Go With Your Gut

We’ve all heard the expressions. “Go with your gut. I have a gut feeling… He gut-punched me. “ These sayings exist for a reason! Turns out, our gut (which includes everything from our mouth to our anus) is a main driver of our good health. Functional and conventional medicine alike are increasingly recognizing that if your gut health is poor, you’re likely to find yourself with chronic disease. 

There are trillions of microorganisms which inhabit our small and large intestines which make up an environment known as the microbiome.
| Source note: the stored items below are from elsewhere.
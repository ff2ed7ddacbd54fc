//! Question catalog, report aggregation and spreadsheet export.

pub mod aggregator;
pub mod catalog;
pub mod export;

pub use aggregator::{AnswerRecord, Cell, Report, ReportTable, ResultRow, VALUE_NOT_FOUND, build_report};
pub use catalog::{CatalogError, QueryGroup, QuestionCatalog, QuestionEntry, Scenario, Strategy};
pub use export::{
    ExportFormat, cleanup_stale_output, export_table, output_path, report_name, write_answers_log,
};
pub use extract::Extraction;
use anyhow::Result;
use async_trait::async_trait;
use std::path::Path;
use std::sync::Arc;
use std::sync::atomic::{AtomicBool, Ordering};

use crate::batch::Pipeline;
use crate::config::{AppConfig, EmbeddingProvider};
use index::{HashEmbedder, ServiceError};
use query::LanguageModel;
use report::{ExportFormat, QuestionCatalog};

/// Answers the two parking questions, nothing else.
pub struct ParkingModel;

#[async_trait]
impl LanguageModel for ParkingModel {
    async fn ask(&self, prompt: &str) -> Result<String> {
        let question = prompt.split("Question: ").last().unwrap_or("");
        let answer = if question.contains("Parking Space With No Action: [number]") {
            "Parking Space With No Action: 42"
        } else if question.contains("Parking Space With Action: [number]") {
            "Parking Space With Action: 10"
        } else {
            "The document does not say."
        };
        Ok(answer.to_string())
    }

    fn name(&self) -> &str {
        "parking"
    }

    fn model(&self) -> &str {
        "parking-1"
    }
}

pub struct RevokedKeyModel;

#[async_trait]
impl LanguageModel for RevokedKeyModel {
    async fn ask(&self, _prompt: &str) -> Result<String> {
        Err(ServiceError::Fatal {
            service: "llm",
            message: "401 Unauthorized".into(),
        }
        .into())
    }

    fn name(&self) -> &str {
        "revoked"
    }

    fn model(&self) -> &str {
        "revoked-1"
    }
}

/// Rejects its first call as unauthorised, then answers like [`ParkingModel`].
#[derive(Default)]
pub struct RecoveringModel {
    failed_once: AtomicBool,
}

#[async_trait]
impl LanguageModel for RecoveringModel {
    async fn ask(&self, prompt: &str) -> Result<String> {
        if !self.failed_once.swap(true, Ordering::SeqCst) {
            return RevokedKeyModel.ask(prompt).await;
        }
        ParkingModel.ask(prompt).await
    }

    fn name(&self) -> &str {
        "recovering"
    }

    fn model(&self) -> &str {
        "recovering-1"
    }
}

pub fn test_config() -> AppConfig {
    let mut config = AppConfig::default();
    config.embeddings.provider = EmbeddingProvider::Hash;
    config.output.format = ExportFormat::Csv;
    config.retry.max_retries = 0;
    config
}

pub fn pipeline(config: AppConfig, model: Arc<dyn LanguageModel>) -> Pipeline {
    Pipeline::new(config, QuestionCatalog::builtin(), model, Arc::new(HashEmbedder::default()))
}

pub fn write_parking_pdf(dir: &Path) {
    std::fs::create_dir_all(dir).unwrap();
    ingest::fixtures::write_text_pdf(
        &dir.join("project.pdf"),
        &[
            &["Parking Space With No Action: 42"],
            &["Parking Space With Action: 10"],
        ],
    )
    .unwrap();
}
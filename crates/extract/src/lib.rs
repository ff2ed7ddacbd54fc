//! Numeric answers out of free-text model responses.
//!
//! Responses are expected to end in `<label>: <number>`; a few components
//! need their own rule (unit conversion, summing two fields).

pub mod numeric;

pub use numeric::{ComponentRule, Extraction, extract_numeric_value, parse_numeric_value};
#[derive(Debug, Clone)]
pub struct QueryGroup {
    pub strategy: Strategy,
    pub scenario: Scenario,
    pub entries: Vec<QuestionEntry>,
}

/// Every question asked of a directory, plus the unit of each component.
#[derive(Debug, Clone)]
pub struct QuestionCatalog {
    groups: Vec<QueryGroup>,
    units: HashMap<String, String>,
}

#[derive(Debug, thiserror::Error)]
pub enum CatalogError {
    #[error("Query group {strategy}/{scenario} appears more than once")]
    DuplicateGroup { strategy: Strategy, scenario: Scenario },
    #[error("Category {category:?} must be a list of {{component: question}} objects")]
    MalformedCategory { category: String },
    #[error("Question for {component:?} in category {category:?} must be a non-empty string")]
    MalformedQuestion { category: String, component: String },
    #[error("Unit for {component:?} must be a string")]
    MalformedUnit { component: String },
}

#[derive(Deserialize)]
struct CatalogFile {
    groups: Vec<GroupFile>,
    #[serde(default)]
    units: serde_json::Map<String, serde_json::Value>,
}

#[derive(Deserialize)]
struct GroupFile {
    strategy: Strategy,
    scenario: Scenario,
    categories: serde_json::Map<String, serde_json::Value>,
}

impl QuestionCatalog {
    /// Groups are put in their fixed run order: fusion before single,
    /// no-action before with-action.
    pub fn new(mut groups: Vec<QueryGroup>, units: HashMap<String, String>) -> Result<Self, CatalogError> {
        groups.sort_by_key(|g| (g.strategy, g.scenario));
        for pair in groups.windows(2) {
            if (pair[0].strategy, pair[0].scenario) == (pair[1].strategy, pair[1].scenario) {
                return Err(CatalogError::DuplicateGroup {
                    strategy: pair[1].strategy,
                    scenario: pair[1].scenario,
                });
            }
        }
        Ok(Self { groups, units })
    }

    pub fn from_json(raw: &str) -> Result<Self> {
        let file: CatalogFile = serde_json::from_str(raw).context("Catalog is not valid JSON")?;

        let mut groups = Vec::with_capacity(file.groups.len());
        for group in file.groups {
            let mut entries = Vec::new();
            for (category, value) in group.categories {
                let lists = value
                    .as_array()
                    .ok_or_else(|| CatalogError::MalformedCategory { category: category.clone() })?;
                for item in lists {
                    let questions = item
                        .as_object()
                        .ok_or_else(|| CatalogError::MalformedCategory { category: category.clone() })?;
                    for (component, question) in questions {
                        let question = question
                            .as_str()
                            .map(str::trim)
                            .filter(|q| !q.is_empty())
                            .ok_or_else(|| CatalogError::MalformedQuestion {
                                category: category.clone(),
                                component: component.clone(),
                            })?;
                        entries.push(QuestionEntry {
                            category: category.clone(),
                            component: component.clone(),
                            question: question.to_string(),
                            scenario: group.scenario,
                            strategy: group.strategy,
                        });
                    }
                }
            }
            groups.push(QueryGroup {
                strategy: group.strategy,
                scenario: group.scenario,
                entries,
            });
        }

        let mut units = HashMap::new();
        for (component, unit) in file.units {
            let unit = unit
                .as_str()
                .ok_or_else(|| CatalogError::MalformedUnit { component: component.clone() })?;
            units.insert(component, unit.to_string());
        }

        let catalog = Self::new(groups, units)?;
        for component in catalog.missing_units() {
            tracing::warn!(component = %component, "No unit configured for component");
        }
        Ok(catalog)
    }

    pub fn load(path: &Path) -> Result<Self> {
        let raw = std::fs::read_to_string(path)
            .with_context(|| format!("Failed to read catalog {}", path.display()))?;
        Self::from_json(&raw).with_context(|| format!("Invalid catalog {}", path.display()))
    }

    /// The question set and units of the environmental review reports.
    pub fn builtin() -> Self {
        let group = |strategy: Strategy,
                     scenario: Scenario,
                     categories: &[(&str, &[(&str, &str)])]| QueryGroup {
            strategy,
            scenario,
            entries: categories
                .iter()
                .flat_map(|(category, questions)| {
                    questions.iter().map(move |(component, question)| QuestionEntry {
                        category: category.to_string(),
                        component: component.to_string(),
                        question: question.to_string(),
                        scenario,
                        strategy,
                    })
                })
                .collect(),
        };

        let groups = vec![
            group(Strategy::Fusion, Scenario::NoAction, &[("Project Description", FUSION_NO_ACTION)]),
            group(Strategy::Fusion, Scenario::WithAction, &[("Project Description", FUSION_WITH_ACTION)]),
            group(Strategy::Single, Scenario::NoAction, &[("Open Space", OPEN_SPACE_NO_ACTION)]),
            group(
                Strategy::Single,
                Scenario::WithAction,
                &[
                    ("Socioeconomic", SOCIOECONOMIC_WITH_ACTION),
                    ("Open Space", OPEN_SPACE_WITH_ACTION),
                    ("SolidWaste", SOLID_WASTE_WITH_ACTION),
                    ("GreenHouse Gas", GREENHOUSE_GAS_WITH_ACTION),
                ],
            ),
        ];

        let units = COMPONENT_UNITS
            .iter()
            .map(|(component, unit)| (component.to_string(), unit.to_string()))
            .collect();

        Self { groups, units }
    }

    pub fn groups(&self) -> &[QueryGroup] {
        &self.groups
    }

    /// All questions in run order.
    pub fn entries(&self) -> impl Iterator<Item = &QuestionEntry> {
        self.groups.iter().flat_map(|g| g.entries.iter())
    }

    pub fn len(&self) -> usize {
        self.groups.iter().map(|g| g.entries.len()).sum()
    }

    pub fn is_empty(&self) -> bool {
        self.len() == 0
    }

    pub fn unit_for(&self, component: &str) -> Option<&str> {
        self.units.get(component).map(String::as_str)
    }

    /// Components asked about that have no unit entry, in run order.
    pub fn missing_units(&self) -> Vec<&str> {
        let mut missing: Vec<&str> = Vec::new();
        for entry in self.entries() {
            let component = entry.component.as_str();
            if !self.units.contains_key(component) && !missing.contains(&component) {
                missing.push(component);
            }
        }
        missing
    }
}
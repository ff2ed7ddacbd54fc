pub mod embeddings;
pub mod error;
pub mod memory_index;
pub mod qdrant_index;
#[cfg(any(test, feature = "testing"))]
pub mod testing;

pub use embeddings::{Embedder, HashEmbedder, OllamaEmbedder, OpenAiEmbedder};
pub use error::{ServiceError, is_fatal, is_transient, read_json};
pub use memory_index::MemoryIndex;
pub use qdrant_index::QdrantIndex;

use anyhow::Result;
use async_trait::async_trait;
use ingest::{Chunk, PageLabel};
use serde::Serialize;
use std::sync::Arc;

/// One retrieved chunk.
#[derive(Debug, Clone, Serialize)]
pub struct SearchHit {
    pub text: String,
    pub page: PageLabel,
    pub source: String,
    pub score: f32,
}

/// Similarity search over the chunks of one directory.
#[async_trait]
pub trait VectorIndex: Send + Sync {
    /// The `k` chunks most similar to `query`, best first.
    async fn similarity_search(&self, query: &str, k: usize) -> Result<Vec<SearchHit>>;

    fn len(&self) -> usize;

    fn is_empty(&self) -> bool {
        self.len() == 0
    }

    fn name(&self) -> &str;
}

/// Where chunk vectors live.
#[derive(Debug, Clone, PartialEq, Eq)]
pub enum IndexBackend {
    Memory,
    Qdrant { url: String, collection: String },
}

/// Embed `chunks` and load them into a fresh index.
pub async fn build_index(
    chunks: Vec<Chunk>,
    embedder: Arc<dyn Embedder>,
    backend: &IndexBackend,
) -> Result<Box<dyn VectorIndex>> {
    if chunks.is_empty() {
        anyhow::bail!("Cannot build an index from zero chunks");
    }

    let chunk_count = chunks.len();
    let index: Box<dyn VectorIndex> = match backend {
        IndexBackend::Memory => Box::new(MemoryIndex::build(chunks, embedder).await?),
        IndexBackend::Qdrant { url, collection } => Box::new(
            QdrantIndex::build(url.clone(), collection.clone(), chunks, embedder).await?,
        ),
    };

    tracing::info!(backend = index.name(), chunks = chunk_count, "Index built");
    Ok(index)
}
The gut has been referred to as “the second brain” because of how much it impacts our health. The health of our gut can influence anything from how well we digest certain foods, to our skin health, to our brain health and cognitive function, to the health of our overall immune system, to how we store fat, and much more.

Chris Kresser has discussed several ways in which the health of our gut contributes to chronic disease. When our gut microbiome is disrupted, we may have numerous health issues, including allergies, autoimmune disease, poor bone health, brain dysfunction (anything from depression to dementia), cancer, cardiovascular disease, diabetes, obesity, skin disorders, thyroid disorders, and not surprisingly, several gastrointestinal disorders such as irritable bowel, Crohn’s Disease, etc. 

There are some factors beyond our control which may impact our gut health. Did you know that being born by c-section can set the stage early for gut issues, simply because these babies aren’t exposed to certain bacteria in the birth canal?!

However, there are many factors which are within our control, which can have dramatic impacts on  preventing, reversing, or at least managing disease. 

These factors can include eating an anti-inflammatory, whole food, nutrient dense diet (as opposed to the Standard American Diet, which is literally killing us); managing stress (also a killer which most people underestimate); getting adequate sleep (sounding like a broken record here, but way more serious than most people want to admit); avoiding antibiotics; and exercising (yep, impacts the gut too!).

If you read enough articles on my website, you’ll start to see a repetitive theme:  We need to take charge of our own health through proper diet, sleep, exercise, and stress management, just to start. It’s easy to say you don’t have time. It’s easy to say it doesn’t apply to you. I get it—change is hard, especially in your busy life. I’ve been there too. 

But if it could save your life? Improve the quality of your life? Keep you around for family? Wouldn’t it be worth it? You don’t have to figure out how to make these changes all on your own. You don’t have to be perfect at it either. Research is increasingly supporting the role of health coaches to help people make these habit changes to improve and prolong quality of life.  Aren’t you and your family worth it?